- Directed by: James Marquand
- Written by: Stephen Morris
- Produced by: Pete Gibbons Stephen Morris
- Starring: Chris Mason Hannah Britland Lucien Laviscount Example
- Cinematography: Stuart White
- Edited by: Steve Shone
- Production company: Formidable
- Distributed by: APL Film
- Release date: October 23, 2015;
- Running time: 99 minutes
- Country: United Kingdom
- Languages: English French

= Between Two Worlds (2015 film) =

Between Two Worlds is a 2015 British romantic comedy film written by Stephen Morris, directed by James Marquand and starring Chris Mason, Hannah Britland, Lucien Laviscount and Example, the latter credited as Elliot Gleave.
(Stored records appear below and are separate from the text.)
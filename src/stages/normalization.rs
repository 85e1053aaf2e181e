use ndarray::Array2;

use crate::foundation::error::{TimelapseError, TimelapseResult};
use crate::stages::{Params, StrategyConfig};

/// Lower percentile used when none is configured.
pub const DEFAULT_MIN_PERCENTILE: f64 = 50.0;
/// Upper percentile used when none is configured.
pub const DEFAULT_MAX_PERCENTILE: f64 = 99.8;

/// Rescaling of a projected frame to 8-bit display intensities.
#[derive(Clone, Copy, Debug, PartialEq, serde::Serialize, serde::Deserialize)]
#[serde(tag = "name", rename_all = "snake_case")]
pub enum Normalization {
    /// Map `[P_min, P_max]` of the frame's own intensity distribution linearly onto `[0, 255]`.
    Percentile {
        min_percentile: f64,
        max_percentile: f64,
        /// Estimate the percentiles from an evenly strided subset of this fraction of pixels.
        #[serde(default, skip_serializing_if = "Option::is_none")]
        sample_fraction: Option<f64>,
    },
    /// Clip to `[0, 255]` and round; for data that is already display-scaled.
    Passthrough,
}

impl Default for Normalization {
    fn default() -> Self {
        Normalization::Percentile {
            min_percentile: DEFAULT_MIN_PERCENTILE,
            max_percentile: DEFAULT_MAX_PERCENTILE,
            sample_fraction: None,
        }
    }
}

impl Normalization {
    /// Strategy names accepted by [`Normalization::configure`].
    pub const NAMES: [&'static str; 2] = ["percentile", "passthrough"];

    pub fn configure(cfg: &StrategyConfig) -> TimelapseResult<Self> {
        let params = Params::new(&cfg.name, &cfg.params);
        let norm = match cfg.name.as_str() {
            "percentile" => {
                params.check_keys(&["min_percentile", "max_percentile", "sample_fraction"])?;
                Normalization::Percentile {
                    min_percentile: params.f64_or("min_percentile", DEFAULT_MIN_PERCENTILE)?,
                    max_percentile: params.f64_or("max_percentile", DEFAULT_MAX_PERCENTILE)?,
                    sample_fraction: params.opt_f64("sample_fraction")?,
                }
            }
            "passthrough" => {
                params.check_keys(&[])?;
                Normalization::Passthrough
            }
            other => {
                return Err(TimelapseError::conflicting(format!(
                    "unknown normalization '{other}' (expected one of {:?})",
                    Self::NAMES
                )));
            }
        };
        norm.validate()?;
        Ok(norm)
    }

    pub fn name(&self) -> &'static str {
        match self {
            Normalization::Percentile { .. } => "percentile",
            Normalization::Passthrough => "passthrough",
        }
    }

    pub fn validate(&self) -> TimelapseResult<()> {
        let Normalization::Percentile {
            min_percentile,
            max_percentile,
            sample_fraction,
        } = *self
        else {
            return Ok(());
        };
        check_percentiles(min_percentile, max_percentile)?;
        if let Some(f) = sample_fraction
            && !(f > 0.0 && f <= 1.0)
        {
            return Err(TimelapseError::conflicting(format!(
                "sample_fraction must be in (0, 1], got {f}"
            )));
        }
        Ok(())
    }

    /// Normalize one frame. Pure; the output has the input's shape.
    pub fn apply(&self, frame: &Array2<f32>) -> TimelapseResult<Array2<u8>> {
        match *self {
            Normalization::Percentile {
                min_percentile,
                max_percentile,
                sample_fraction,
            } => {
                check_percentiles(min_percentile, max_percentile)?;
                let (lo, hi) =
                    frame_percentiles(frame, min_percentile, max_percentile, sample_fraction);
                Ok(rescale(frame, lo, hi))
            }
            Normalization::Passthrough => Ok(frame.mapv(to_u8)),
        }
    }
}

/// Rescale `frame` so its `min_percentile` maps to 0 and `max_percentile` to 255.
///
/// Percentiles use linear interpolation between order statistics and ignore NaN. Values outside
/// the window are clipped. A frame whose two percentiles coincide maps to all zeros.
pub fn percentile_normalize(
    frame: &Array2<f32>,
    min_percentile: f64,
    max_percentile: f64,
) -> TimelapseResult<Array2<u8>> {
    Normalization::Percentile {
        min_percentile,
        max_percentile,
        sample_fraction: None,
    }
    .apply(frame)
}

fn check_percentiles(min: f64, max: f64) -> TimelapseResult<()> {
    let in_range = |p: f64| (0.0..=100.0).contains(&p);
    if !in_range(min) || !in_range(max) {
        return Err(TimelapseError::conflicting(format!(
            "percentiles must lie in [0, 100], got min {min} and max {max}"
        )));
    }
    if min >= max {
        return Err(TimelapseError::conflicting(format!(
            "min percentile {min} must be below max percentile {max}"
        )));
    }
    Ok(())
}

fn frame_percentiles(
    frame: &Array2<f32>,
    min: f64,
    max: f64,
    sample_fraction: Option<f64>,
) -> (f64, f64) {
    let step = match sample_fraction {
        Some(f) if f < 1.0 => (1.0 / f).ceil() as usize,
        _ => 1,
    };
    let mut values: Vec<f32> = frame
        .iter()
        .step_by(step.max(1))
        .copied()
        .filter(|v| !v.is_nan())
        .collect();
    values.sort_unstable_by(f32::total_cmp);
    (percentile(&values, min), percentile(&values, max))
}

/// Linear-interpolated percentile of an ascending, NaN-free slice. Empty input yields 0.
pub fn percentile(sorted: &[f32], p: f64) -> f64 {
    let Some(last) = sorted.len().checked_sub(1) else {
        return 0.0;
    };
    let rank = (p / 100.0).clamp(0.0, 1.0) * last as f64;
    let lo = rank.floor() as usize;
    let hi = rank.ceil() as usize;
    let (a, b) = (f64::from(sorted[lo]), f64::from(sorted[hi]));
    a + (b - a) * (rank - lo as f64)
}

fn rescale(frame: &Array2<f32>, lo: f64, hi: f64) -> Array2<u8> {
    let span = hi - lo;
    if span.is_nan() || span <= 0.0 {
        return Array2::zeros(frame.raw_dim());
    }
    frame.mapv(|v| {
        if v.is_nan() {
            return 0;
        }
        let unit = ((f64::from(v) - lo) / span).clamp(0.0, 1.0);
        (unit * 255.0).round() as u8
    })
}

fn to_u8(v: f32) -> u8 {
    if v.is_nan() {
        0
    } else {
        v.clamp(0.0, 255.0).round() as u8
    }
}

#[cfg(test)]
#[path = "../../tests/unit/stages/normalization.rs"]
mod tests;
//! Chunked, lazily-read access to multi-dimensional microscopy arrays.

use std::path::Path;
use std::sync::Arc;

use crate::foundation::error::{TimelapseError, TimelapseResult};

/// Chunk sources and their coordinate types.
pub mod source;
/// Zarr-v2-style on-disk plane store.
pub mod store;
/// Lazy named-axis views.
pub mod view;

use self::store::PlaneStore;
use self::view::ArrayView;

/// Open `path` and return a full lazy view over it.
///
/// Only metadata is read here; pixel data is read by [`ArrayView::materialize`].
pub fn open(path: impl AsRef<Path>) -> TimelapseResult<ArrayView> {
    let path = path.as_ref();
    if !path.exists() {
        return Err(TimelapseError::unreadable(format!(
            "'{}' does not exist",
            path.display()
        )));
    }
    if path.is_dir() && path.join(".zarray").is_file() {
        let store = PlaneStore::open(path)?;
        return Ok(ArrayView::new(Arc::new(store)));
    }
    Err(TimelapseError::unreadable(format!(
        "'{}' is not a recognized array source (expected a plane store directory with .zarray)",
        path.display()
    )))
}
It is Example's film debut.

==Cast==
- Chris Mason as Ryan
- Hannah Britland as Anna
- Example as John
- Lucien Laviscount as Connor

==Release==
The film was released on October 23, 2015.

==Reception==
Wendy Ide of The Guardian awarded the film two stars out of five and wrote, "Any film which uses the camera like a giant tongue with which to drool over the cast has no right to a position of moral superiority."

Gloria Daniels-Moss of HeyUGuys.com also awarded the film two stars out five and wrote, "Between Two Worlds seems stuck in the middle of a rut from the word go."